In her 2019 report tabled on Monday, Saskatchewan Ombudsman Mary McFayden described her investigation into pricey medications for care home patients.

The review began when a pair of siblings noticed their father’s cost of prescription drugs rose significantly after moving into a care home run by the former Saskatoon Regional Health Authority.

The man’s medication jumped from $45.40 to an average of $113.31 per month.

For safety reasons, describes the report, staff at care homes won’t give patients their medication unless it’s bought from the pharmacy contracted under the facility. Families can purchase from other pharmacies, although they must privately arrange for someone to administer the medication.

“Since this would be impractical or prohibitively expensive for most residents, it means that all residents of a special-care home have no reasonable option,” said the report. “So, the authority’s pharmacies have a ‘captive’ market.”

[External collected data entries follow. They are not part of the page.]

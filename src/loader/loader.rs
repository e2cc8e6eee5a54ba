use std::sync::Arc;

use tokio::runtime::Handle;
use tokio::sync::watch;

use super::{LoadState, Slot, StateWatcher};
use crate::catalog::{normalize, CatalogDocument, Record};
use crate::config::LoaderConfig;
use crate::error::FetchError;
use crate::transport::{HttpTransport, Transport};

/// Fetches a catalog collection once per activation and tracks the outcome.
///
/// ## Example
///
/// ```ignore
/// use catalog_loader::{CatalogLoader, LoaderConfig};
///
/// let loader = CatalogLoader::new(
///     LoaderConfig::new().with_endpoint("http://127.0.0.1:8080/meals.json"),
/// );
///
/// loader.activate();
/// let state = loader.settled().await;
/// ```
///
/// Dropping the loader (or calling [`deactivate`](Self::deactivate)) ends the
/// lifecycle: a fetch still in flight finishes, but its result is discarded.
pub struct CatalogLoader<T: Transport = HttpTransport> {
    transport: Arc<T>,
    config: LoaderConfig,
    slot: Arc<watch::Sender<Slot>>,
}

impl CatalogLoader<HttpTransport> {
    /// A loader that reads over HTTP.
    pub fn new(config: LoaderConfig) -> Self {
        Self::with_transport(HttpTransport::new(), config)
    }
}

impl<T: Transport> CatalogLoader<T> {
    pub fn with_transport(transport: T, config: LoaderConfig) -> Self {
        let (tx, _rx) = watch::channel(Slot::default());
        Self {
            transport: Arc::new(transport),
            config,
            slot: Arc::new(tx),
        }
    }

    pub fn endpoint(&self) -> &str {
        self.config.endpoint()
    }

    /// Start a fetch and return immediately.
    ///
    /// The state is reset to `Loading` before this returns. Any fetch from an
    /// earlier activation that has not resolved yet is superseded: its result
    /// will be dropped.
    ///
    /// Must be called from within a Tokio runtime; otherwise the activation
    /// fails straight away.
    pub fn activate(&self) {
        let generation = self.reset();
        let endpoint = self.config.endpoint().to_string();

        tracing::debug!(generation, endpoint = %endpoint, "activating catalog loader");

        match Handle::try_current() {
            Ok(handle) => {
                let transport = Arc::clone(&self.transport);
                let slot = Arc::clone(&self.slot);
                handle.spawn(async move {
                    let outcome = fetch(transport.as_ref(), &endpoint).await;
                    settle(&slot, generation, outcome);
                });
            }
            Err(e) => {
                settle(
                    &self.slot,
                    generation,
                    Err(FetchError::NoRuntime(e.to_string())),
                );
            }
        }
    }

    /// Snapshot of the current state.
    pub fn current_state(&self) -> LoadState {
        self.slot.borrow().state.clone()
    }

    /// Wait until the state leaves `Loading` and return it.
    ///
    /// Waits forever if the loader was never activated.
    pub async fn settled(&self) -> LoadState {
        let mut rx = self.slot.subscribe();
        let settled = rx
            .wait_for(|slot| !slot.state.is_loading())
            .await
            .map(|slot| slot.state.clone());

        // The sender lives as long as `self`, so the wait cannot be cut short.
        settled.unwrap_or_else(|_| self.current_state())
    }

    /// A read-only watcher for the rendering layer.
    pub fn subscribe(&self) -> StateWatcher {
        StateWatcher::new(self.slot.subscribe())
    }

    /// End this lifecycle. Same as dropping the loader.
    pub fn deactivate(self) {}

    fn reset(&self) -> u64 {
        let mut generation = 0;
        self.slot.send_modify(|slot| {
            slot.generation += 1;
            slot.state = LoadState::Loading;
            generation = slot.generation;
        });
        generation
    }
}

impl<T: Transport> Drop for CatalogLoader<T> {
    fn drop(&mut self) {
        // Retire the current generation without waking watchers.
        self.slot.send_if_modified(|slot| {
            slot.generation += 1;
            false
        });
    }
}

async fn fetch<T: Transport>(transport: &T, endpoint: &str) -> Result<Vec<Record>, FetchError> {
    let response = transport.get(endpoint).await?;
    if !response.is_success() {
        return Err(FetchError::Status(response.status));
    }

    let document = CatalogDocument::parse(&response.body)?;
    Ok(normalize(document))
}

/// Apply a fetch outcome if `generation` is still the current activation.
fn settle(slot: &watch::Sender<Slot>, generation: u64, outcome: Result<Vec<Record>, FetchError>) {
    let (next, count) = match outcome {
        Ok(records) => {
            let count = records.len();
            (LoadState::ready(records), Some(count))
        }
        Err(err) => {
            tracing::warn!(generation, error = %err, "catalog load failed");
            (LoadState::failed(), None)
        }
    };

    let applied = slot.send_if_modified(|current| {
        if current.generation != generation {
            return false;
        }
        current.state = next;
        true
    });

    if !applied {
        tracing::debug!(generation, "discarding stale catalog completion");
    } else if let Some(records) = count {
        tracing::info!(generation, records, "catalog loaded");
    }
}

Before resorting to the ombudsman, the man’s children brought up their concerns to the Saskatchewan Health Authority (SHA), which must ensure care home patients are charged competitive prices for both prescription and over-the-counter drugs.

The report said the SHA did a thorough review and made changes to its Contract to Provide Pharmacy Services template. But the shift didn’t address the underlying issue, read the report—the changes instead worked towards making sure residents were charged consistently across all facilities.

The SHA said it couldn’t dictate or negotiate dispensing fees because it’s governed under agreements between the Ministry of Health and pharmacy proprietors.

However, McFayden found the health authority was able to ensure the proprietors were charging competitive prices and that those prices were evaluated.

“(Because) the Ministry’s proprietor agreement only provides for the maximum amount a pharmacy can charge, it clearly contemplates a pharmacy charging its customers less than the maximum, and does not deal with over-the-counter medications.”

She pointed to the former Prince Albert Parkland Regional Health Authority. It conducted a Request for Proposals where each pharmacy had to submit what it would charge for dispensing prescriptions, as well as packaging and dispensing over-the-counter medications.

The process ensured residents weren’t paying a markup price because pharmacies charged their cost plus a fee.

McFayden made two recommendations to the SHA, which accepted both.

The first was that the SHA implement a standard Request for Proposals that includes the evaluation of proposals based on the total, prices, fees and charges of competing pharmacies. The second recommendation is that it develop and implement a standard pharmacy services agreement.